(Saved entries)
//! Data types for congress record and bio API responses.
//!
//! Records come back as sparse projections: only the requested fields are
//! present, so everything beyond `_id` is optional or defaulted. Numbers the
//! source sometimes serializes as strings (dates, districts, congress
//! numbers) are accepted in either form.

use serde::{Deserialize, Serialize};
use serde_aux::prelude::{
    deserialize_number_from_string, deserialize_option_number_from_string,
    deserialize_string_from_number,
};

/// Display language of a card.
#[derive(Debug, Clone, Copy, Default, PartialEq, Eq, Hash, Serialize, Deserialize)]
#[serde(rename_all = "lowercase")]
pub enum Lang {
    En,
    #[default]
    Zh,
}

impl Lang {
    /// `?lang=en` selects English; anything else selects Chinese.
    #[must_use]
    pub fn from_query(value: Option<&str>) -> Self {
        match value {
            Some("en") => Self::En,
            _ => Self::Zh,
        }
    }

    #[must_use]
    pub const fn as_str(self) -> &'static str {
        match self {
            Self::En => "en",
            Self::Zh => "zh",
        }
    }
}

/// Legislative chamber of an office term.
#[derive(Debug, Clone, Copy, PartialEq, Eq, Serialize, Deserialize)]
pub enum Chamber {
    #[serde(rename = "h")]
    House,
    #[serde(rename = "s")]
    Senate,
}

/// One time-bounded office term. Dates are epoch milliseconds.
#[derive(Debug, Clone, PartialEq, Eq, Serialize, Deserialize)]
#[serde(rename_all = "camelCase")]
pub struct RoleRecord {
    pub chamber: Chamber,
    /// State or territory code (e.g., "CA", "PR")
    pub state: String,
    #[serde(default, deserialize_with = "deserialize_option_number_from_string")]
    pub district: Option<u32>,
    #[serde(default)]
    pub party: Option<String>,
    #[serde(deserialize_with = "deserialize_number_from_string")]
    pub start_date: i64,
    #[serde(deserialize_with = "deserialize_number_from_string")]
    pub end_date: i64,
    #[serde(default, deserialize_with = "deserialize_option_number_from_string")]
    pub senator_class: Option<u8>,
}

#[derive(Debug, Clone, Default, PartialEq, Eq, Serialize, Deserialize)]
pub struct ProfilePictures {
    #[serde(rename = "200px", default)]
    pub px200: Option<String>,
}

/// A bill the member cosponsored, with the cosponsorship date.
#[derive(Debug, Clone, PartialEq, Eq, Serialize, Deserialize)]
pub struct CosponsoredBillDate {
    #[serde(rename = "_id")]
    pub bill_id: String,
    #[serde(deserialize_with = "deserialize_number_from_string")]
    pub date: i64,
}

/// Member fields needed for a member card.
#[derive(Debug, Clone, Default, PartialEq, Eq, Serialize, Deserialize)]
#[serde(rename_all = "camelCase")]
pub struct MemberRecord {
    #[serde(rename = "_id", default)]
    pub id: String,
    #[serde(default)]
    pub first_name: Option<String>,
    #[serde(default)]
    pub middle_name: Option<String>,
    #[serde(default)]
    pub last_name: Option<String>,
    #[serde(default)]
    pub profile_pictures: Option<ProfilePictures>,
    #[serde(default)]
    pub bio_guide_id: Option<String>,
    #[serde(default)]
    pub congress_roles: Vec<RoleRecord>,
    #[serde(default)]
    pub sponsored_bill_ids: Vec<String>,
    #[serde(default)]
    pub cosponsored_bill_ids: Vec<String>,
    #[serde(rename = "cosponsoredBills#date", default)]
    pub cosponsored_bill_dates: Vec<CosponsoredBillDate>,
}

/// Sponsor fields needed on a bill card.
#[derive(Debug, Clone, Default, PartialEq, Eq, Serialize, Deserialize)]
#[serde(rename_all = "camelCase")]
pub struct SponsorRecord {
    #[serde(rename = "_id", default)]
    pub id: String,
    #[serde(default)]
    pub first_name: Option<String>,
    #[serde(default)]
    pub middle_name: Option<String>,
    #[serde(default)]
    pub last_name: Option<String>,
    #[serde(default)]
    pub congress_roles: Vec<RoleRecord>,
}

#[derive(Debug, Clone, Default, PartialEq, Eq, Serialize, Deserialize)]
#[serde(rename_all = "camelCase")]
pub struct PictureRecord {
    #[serde(rename = "_id", default)]
    pub id: String,
    #[serde(default)]
    pub profile_pictures: Option<ProfilePictures>,
}

/// A recorded action on a bill.
#[derive(Debug, Clone, PartialEq, Eq, Serialize, Deserialize)]
pub struct ActionRecord {
    pub description: String,
    #[serde(deserialize_with = "deserialize_number_from_string")]
    pub datetime: i64,
}

/// Bill fields needed for a bill card.
#[derive(Debug, Clone, PartialEq, Eq, Serialize, Deserialize)]
#[serde(rename_all = "camelCase")]
pub struct BillRecord {
    #[serde(rename = "_id", default)]
    pub id: String,
    pub title: String,
    #[serde(deserialize_with = "deserialize_number_from_string")]
    pub congress: u32,
    pub bill_type: String,
    #[serde(deserialize_with = "deserialize_string_from_number")]
    pub bill_number: String,
    #[serde(deserialize_with = "deserialize_number_from_string")]
    pub introduced_date: i64,
    #[serde(default)]
    pub sponsor_ids: Vec<String>,
    #[serde(default)]
    pub cosponsor_ids: Vec<String>,
    #[serde(default)]
    pub actions: Vec<ActionRecord>,
}

/// Introduction date of a sponsored bill.
#[derive(Debug, Clone, PartialEq, Eq, Serialize, Deserialize)]
#[serde(rename_all = "camelCase")]
pub struct BillDateRecord {
    #[serde(rename = "_id")]
    pub id: String,
    #[serde(deserialize_with = "deserialize_number_from_string")]
    pub introduced_date: i64,
}

/// Code and title of a bill, for last-action summaries.
#[derive(Debug, Clone, PartialEq, Eq, Serialize, Deserialize)]
#[serde(rename_all = "camelCase")]
pub struct BillHeadlineRecord {
    #[serde(rename = "_id", default)]
    pub id: String,
    pub title: String,
    pub bill_type: String,
    #[serde(deserialize_with = "deserialize_string_from_number")]
    pub bill_number: String,
}

/// Response envelope of the bio detail endpoint.
#[derive(Debug, Clone, Serialize, Deserialize)]
pub struct BioResponse {
    #[serde(default)]
    pub results: Vec<BioDetail>,
}

/// Legislator statistics from the bio service.
#[derive(Debug, Clone, Default, PartialEq, Serialize, Deserialize)]
pub struct BioDetail {
    #[serde(default)]
    pub roles: Vec<BioRole>,
}

/// One congress served, most recent first.
#[derive(Debug, Clone, PartialEq, Serialize, Deserialize)]
pub struct BioRole {
    #[serde(deserialize_with = "deserialize_number_from_string")]
    pub congress: u32,
    #[serde(default, deserialize_with = "deserialize_option_number_from_string")]
    pub votes_with_party_pct: Option<f64>,
}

→ Work order:
Please make an exact copy of the lines above from the line with "pub struct BillHeadlineRecord" through the line with "bio detail endpoint.", both ends included.

→ Solution:
pub struct BillHeadlineRecord {
    #[serde(rename = "_id", default)]
    pub id: String,
    pub title: String,
    pub bill_type: String,
    #[serde(deserialize_with = "deserialize_string_from_number")]
    pub bill_number: String,
}

/// Response envelope of the bio detail endpoint.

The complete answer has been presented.